Directions for this task –
Your task is to transcribe the entries below exactly, from their first line down to the line containing "use serde_json::Value;", and to stop there.

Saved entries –
== Segment start ==
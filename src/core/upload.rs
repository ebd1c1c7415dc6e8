use crate::app::router::AppState;
use crate::domain::model::{FormFields, StoredFile, UploadBatchDescriptor, UploadDescriptor};
use crate::domain::ports::{FileWriter, Storage};
use crate::utils::error::{Result, SandboxError};
use crate::utils::headers::found;
use axum::extract::multipart::{Field, MultipartError};
use axum::extract::{Multipart, State};
use axum::response::{IntoResponse, Response};
use axum::Json;
use serde_json::Value;

pub const SINGLE_FIELD: &str = "single-file";
pub const MULTIPLE_FIELD: &str = "multiple-files";

#[derive(Debug)]
pub struct ReceivedFile {
    pub original_name: String,
    pub stored: StoredFile,
}

#[derive(Debug, Default)]
pub struct ReceivedForm {
    pub files: Vec<ReceivedFile>,
    pub fields: FormFields,
}

impl ReceivedForm {
    fn redirect_target(&self) -> Option<&str> {
        self.fields
            .get("redirect")
            .and_then(Value::as_str)
            .filter(|target| !target.is_empty())
    }
}

fn rejected(e: MultipartError) -> SandboxError {
    SandboxError::BodyRejected {
        status: e.status(),
        message: e.body_text(),
    }
}

/// Streams every file part under `file_field` into `storage` and collects the
/// text parts. Files under any other field name are rejected, as is going
/// past `max_files`. A part with an empty filename is a file input left blank
/// and is skipped. When the form is rejected, nothing it uploaded is kept.
pub async fn receive<S: Storage>(
    storage: &S,
    multipart: Multipart,
    file_field: &str,
    max_files: Option<usize>,
) -> Result<ReceivedForm> {
    let mut form = ReceivedForm::default();

    match read_parts(storage, multipart, file_field, max_files, &mut form).await {
        Ok(()) => Ok(form),
        Err(e) => {
            discard(storage, form.files).await;
            Err(e)
        }
    }
}

async fn read_parts<S: Storage>(
    storage: &S,
    mut multipart: Multipart,
    file_field: &str,
    max_files: Option<usize>,
    form: &mut ReceivedForm,
) -> Result<()> {
    while let Some(mut field) = multipart.next_field().await.map_err(rejected)? {
        let name = field.name().unwrap_or_default().to_string();

        let file_name = field.file_name().map(str::to_string);
        let original_name = match file_name {
            Some(file_name) if file_name.is_empty() => continue,
            Some(file_name) => file_name,
            None => {
                let value = field.text().await.map_err(rejected)?;
                form.fields.insert(name, Value::String(value));
                continue;
            }
        };

        if name != file_field {
            return Err(SandboxError::bad_request(format!(
                "unexpected file field `{name}`"
            )));
        }
        if max_files.is_some_and(|max| form.files.len() >= max) {
            return Err(SandboxError::bad_request(format!(
                "too many files in field `{name}`"
            )));
        }

        let mut writer = storage.create_file().await?;
        if let Err(e) = copy_field(&mut field, &mut writer).await {
            writer.discard().await;
            return Err(e);
        }
        let stored = writer.finish().await?;

        tracing::info!(
            "📁 Stored upload '{}' ({} bytes) as {}",
            original_name,
            stored.size,
            stored.stored_name
        );
        form.files.push(ReceivedFile {
            original_name,
            stored,
        });
    }

    Ok(())
}

async fn copy_field<W: FileWriter>(field: &mut Field<'_>, writer: &mut W) -> Result<()> {
    while let Some(chunk) = field.chunk().await.map_err(rejected)? {
        writer.write_chunk(&chunk).await?;
    }
    Ok(())
}

/// Removes the stored files of a request that ends in an error.
pub async fn discard<S: Storage>(storage: &S, files: Vec<ReceivedFile>) {
    for file in files {
        if let Err(e) = storage.remove_file(&file.stored).await {
            tracing::warn!(
                "⚠️ Cannot remove rejected upload {}: {}",
                file.stored.stored_name,
                e
            );
        }
    }
}

/// The redirect the form asked for, if any. A target that cannot become a
/// `Location` header fails the request and drops its files.
async fn redirect<S: Storage>(storage: &S, form: &mut ReceivedForm) -> Result<Option<Response>> {
    let redirect = form.redirect_target().map(found);
    match redirect {
        None => Ok(None),
        Some(Ok(response)) => Ok(Some(response)),
        Some(Err(e)) => {
            discard(storage, std::mem::take(&mut form.files)).await;
            Err(e)
        }
    }
}

pub async fn upload_single(
    State(state): State<AppState>,
    multipart: Multipart,
) -> Result<Response> {
    let mut form = receive(&state.storage, multipart, SINGLE_FIELD, Some(1)).await?;

    if form.files.is_empty() {
        return Err(SandboxError::MissingFile {
            field: SINGLE_FIELD.to_string(),
        });
    }
    if let Some(response) = redirect(&state.storage, &mut form).await? {
        return Ok(response);
    }

    let file = form.files.swap_remove(0);
    let descriptor = UploadDescriptor::new(file.original_name, file.stored.size, form.fields);
    Ok(Json(descriptor).into_response())
}

pub async fn upload_multiple(
    State(state): State<AppState>,
    multipart: Multipart,
) -> Result<Response> {
    let mut form = receive(&state.storage, multipart, MULTIPLE_FIELD, None).await?;

    if let Some(response) = redirect(&state.storage, &mut form).await? {
        return Ok(response);
    }

    let descriptor = UploadBatchDescriptor::new(form.files.len(), form.fields);
    Ok(Json(descriptor).into_response())
}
== Segment end ==
Exercise output –
filename src/core/upload.rs
repository ebd1c1c7415dc6e8
use crate::app::router::AppState;
use crate::domain::model::{FormFields, StoredFile, UploadBatchDescriptor, UploadDescriptor};
use crate::domain::ports::{FileWriter, Storage};
use crate::utils::error::{Result, SandboxError};
use crate::utils::headers::found;
use axum::extract::multipart::{Field, MultipartError};
use axum::extract::{Multipart, State};
use axum::response::{IntoResponse, Response};
use axum::Json;
use serde_json::Value;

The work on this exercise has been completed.